_Action item:_
Determine how many lines of the material below contain "mismatch". Report only that figure.

========================================================================

/// Asserts the population of one species.
#[macro_export]
macro_rules! assert_population {
    ($engine:expr, $id:expr, $count:expr) => {
        assert_eq!(
            $engine.population($id),
            $count,
            "Population of {} mismatch",
            $id
        );
    };
}

/// Asserts that every individual's energy lies in `[0, max_energy]`.
#[macro_export]
macro_rules! assert_energy_bounded {
    ($engine:expr) => {
        for species in $engine.catalog().iter() {
            for ind in $engine.populations().pool(&species.id) {
                assert!(
                    ind.energy >= 0.0 && ind.energy <= species.max_energy,
                    "{} #{} energy {} outside [0, {}]",
                    species.id,
                    ind.id,
                    ind.energy,
                    species.max_energy
                );
            }
        }
    };
}

/// Asserts that two engines are in the same state.
#[macro_export]
macro_rules! assert_same_state {
    ($a:expr, $b:expr) => {
        assert_eq!($a.time(), $b.time(), "time mismatch");
        assert_eq!(
            $a.population_snapshot(),
            $b.population_snapshot(),
            "populations diverged"
        );
        assert_eq!($a.history(), $b.history(), "history diverged");
    };
}
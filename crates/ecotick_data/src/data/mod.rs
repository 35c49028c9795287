//! Core data structures for the Ecotick simulation.

pub mod environment;
pub mod history;
pub mod individual;
pub mod report;
pub mod species;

========================================================================

_Response for this exercise:_
2